### To do
Copy out the records that follow, leaving every character as it is.

= Beginning of Section =

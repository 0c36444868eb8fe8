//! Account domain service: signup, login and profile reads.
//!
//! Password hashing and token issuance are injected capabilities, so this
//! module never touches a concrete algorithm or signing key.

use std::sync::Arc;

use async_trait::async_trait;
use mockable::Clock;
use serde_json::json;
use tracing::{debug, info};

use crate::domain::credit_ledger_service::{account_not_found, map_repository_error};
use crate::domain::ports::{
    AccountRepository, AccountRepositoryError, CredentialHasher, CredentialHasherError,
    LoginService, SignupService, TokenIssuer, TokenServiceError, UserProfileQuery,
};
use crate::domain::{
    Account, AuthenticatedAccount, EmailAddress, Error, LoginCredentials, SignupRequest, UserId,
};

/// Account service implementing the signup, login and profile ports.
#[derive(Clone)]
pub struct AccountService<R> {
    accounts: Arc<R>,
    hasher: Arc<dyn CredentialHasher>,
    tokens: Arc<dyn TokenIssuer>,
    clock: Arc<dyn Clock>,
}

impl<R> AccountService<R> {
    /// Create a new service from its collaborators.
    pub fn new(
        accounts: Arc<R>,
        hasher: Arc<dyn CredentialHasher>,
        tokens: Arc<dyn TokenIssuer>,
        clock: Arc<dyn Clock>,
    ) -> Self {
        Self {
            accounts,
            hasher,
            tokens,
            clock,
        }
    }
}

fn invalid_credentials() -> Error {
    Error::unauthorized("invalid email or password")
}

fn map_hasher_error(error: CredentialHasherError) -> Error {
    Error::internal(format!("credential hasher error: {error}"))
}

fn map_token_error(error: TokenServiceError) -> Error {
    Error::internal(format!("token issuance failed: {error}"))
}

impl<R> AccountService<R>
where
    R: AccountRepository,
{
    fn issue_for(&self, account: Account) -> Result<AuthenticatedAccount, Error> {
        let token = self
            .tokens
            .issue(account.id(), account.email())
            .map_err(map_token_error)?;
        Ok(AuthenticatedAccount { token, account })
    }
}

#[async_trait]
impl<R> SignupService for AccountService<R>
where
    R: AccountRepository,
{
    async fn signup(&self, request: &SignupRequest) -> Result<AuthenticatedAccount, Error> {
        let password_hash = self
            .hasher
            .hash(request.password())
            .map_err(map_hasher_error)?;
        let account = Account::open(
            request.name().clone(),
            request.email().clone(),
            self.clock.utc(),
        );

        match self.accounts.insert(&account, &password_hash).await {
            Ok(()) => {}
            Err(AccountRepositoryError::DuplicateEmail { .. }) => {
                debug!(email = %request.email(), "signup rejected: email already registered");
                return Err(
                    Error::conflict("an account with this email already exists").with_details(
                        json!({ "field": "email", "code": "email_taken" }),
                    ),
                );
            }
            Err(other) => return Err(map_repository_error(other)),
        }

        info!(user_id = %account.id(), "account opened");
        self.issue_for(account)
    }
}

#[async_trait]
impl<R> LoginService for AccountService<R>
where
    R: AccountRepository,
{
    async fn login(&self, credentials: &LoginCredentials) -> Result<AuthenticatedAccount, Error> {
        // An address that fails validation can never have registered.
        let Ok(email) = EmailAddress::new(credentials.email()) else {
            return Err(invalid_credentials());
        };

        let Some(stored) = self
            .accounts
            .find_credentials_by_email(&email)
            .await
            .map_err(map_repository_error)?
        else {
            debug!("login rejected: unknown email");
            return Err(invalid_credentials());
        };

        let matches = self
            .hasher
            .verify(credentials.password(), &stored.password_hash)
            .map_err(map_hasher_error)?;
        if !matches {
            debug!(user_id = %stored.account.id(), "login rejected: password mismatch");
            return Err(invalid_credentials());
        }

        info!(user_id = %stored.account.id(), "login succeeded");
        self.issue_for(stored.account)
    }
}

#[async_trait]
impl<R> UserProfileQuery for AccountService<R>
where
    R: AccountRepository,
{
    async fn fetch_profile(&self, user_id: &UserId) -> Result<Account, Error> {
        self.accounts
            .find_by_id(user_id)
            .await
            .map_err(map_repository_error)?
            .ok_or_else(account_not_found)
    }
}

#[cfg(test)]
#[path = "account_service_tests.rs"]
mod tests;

= End of Section =

### Response area
repository 0c36444868eb8fe8
//! Account domain service: signup, login and profile reads.
//!
//! Password hashing and token issuance are injected capabilities, so this
//! module never touches a concrete algorithm or signing key.

use std::sync::Arc;

use async_trait::async_trait;
use mockable::Clock;
use serde_json::json;
use tracing::{debug, info};

use crate::domain::credit_ledger_service::{account_not_found, map_repository_error};
use crate::domain::ports::{
    AccountRepository, AccountRepositoryError, CredentialHasher, CredentialHasherError,
    LoginService, SignupService, TokenIssuer, TokenServiceError, UserProfileQuery,
};
use crate::domain::{
    Account, AuthenticatedAccount, EmailAddress, Error, LoginCredentials, SignupRequest, UserId,
};

/// Account service implementing the signup, login and profile ports.
#[derive(Clone)]
pub struct AccountService<R> {
    accounts: Arc<R>,
    hasher: Arc<dyn CredentialHasher>,
    tokens: Arc<dyn TokenIssuer>,
    clock: Arc<dyn Clock>,
}

impl<R> AccountService<R> {
    /// Create a new service from its collaborators.
    pub fn new(
        accounts: Arc<R>,
        hasher: Arc<dyn CredentialHasher>,
        tokens: Arc<dyn TokenIssuer>,
        clock: Arc<dyn Clock>,
    ) -> Self {
        Self {
            accounts,
            hasher,
            tokens,
            clock,
        }
    }
}

fn invalid_credentials() -> Error {
    Error::unauthorized("invalid email or password")
}

fn map_hasher_error(error: CredentialHasherError) -> Error {
    Error::internal(format!("credential hasher error: {error}"))
}

fn map_token_error(error: TokenServiceError) -> Error {
    Error::internal(format!("token issuance failed: {error}"))
}

impl<R> AccountService<R>
where
    R: AccountRepository,
{
    fn issue_for(&self, account: Account) -> Result<AuthenticatedAccount, Error> {
        let token = self
            .tokens
            .issue(account.id(), account.email())
            .map_err(map_token_error)?;
        Ok(AuthenticatedAccount { token, account })
    }
}

#[async_trait]
impl<R> SignupService for AccountService<R>
where
    R: AccountRepository,
{
    async fn signup(&self, request: &SignupRequest) -> Result<AuthenticatedAccount, Error> {
        let password_hash = self
            .hasher
            .hash(request.password())
            .map_err(map_hasher_error)?;
        let account = Account::open(
            request.name().clone(),
            request.email().clone(),
            self.clock.utc(),
        );

        match self.accounts.insert(&account, &password_hash).await {
            Ok(()) => {}
            Err(AccountRepositoryError::DuplicateEmail { .. }) => {
                debug!(email = %request.email(), "signup rejected: email already registered");
                return Err(
                    Error::conflict("an account with this email already exists").with_details(
                        json!({ "field": "email", "code": "email_taken" }),
                    ),
                );
            }
            Err(other) => return Err(map_repository_error(other)),
        }

        info!(user_id = %account.id(), "account opened");
        self.issue_for(account)
    }
}

#[async_trait]
impl<R> LoginService for AccountService<R>
where
    R: AccountRepository,
{
    async fn login(&self, credentials: &LoginCredentials) -> Result<AuthenticatedAccount, Error> {
        // An address that fails validation can never have registered.
        let Ok(email) = EmailAddress::new(credentials.email()) else {
            return Err(invalid_credentials());
        };

        let Some(stored) = self
            .accounts
            .find_credentials_by_email(&email)
            .await
            .map_err(map_repository_error)?
        else {
            debug!("login rejected: unknown email");
            return Err(invalid_credentials());
        };

        let matches = self
            .hasher
            .verify(credentials.password(), &stored.password_hash)
            .map_err(map_hasher_error)?;
        if !matches {
            debug!(user_id = %stored.account.id(), "login rejected: password mismatch");
            return Err(invalid_credentials());
        }

        info!(user_id = %stored.account.id(), "login succeeded");
        self.issue_for(stored.account)
    }
}

#[async_trait]
impl<R> UserProfileQuery for AccountService<R>
where
    R: AccountRepository,
{
    async fn fetch_profile(&self, user_id: &UserId) -> Result<Account, Error> {
        self.accounts
            .find_by_id(user_id)
            .await
            .map_err(map_repository_error)?
            .ok_or_else(account_not_found)
    }
}

#[cfg(test)]
#[path = "account_service_tests.rs"]
mod tests;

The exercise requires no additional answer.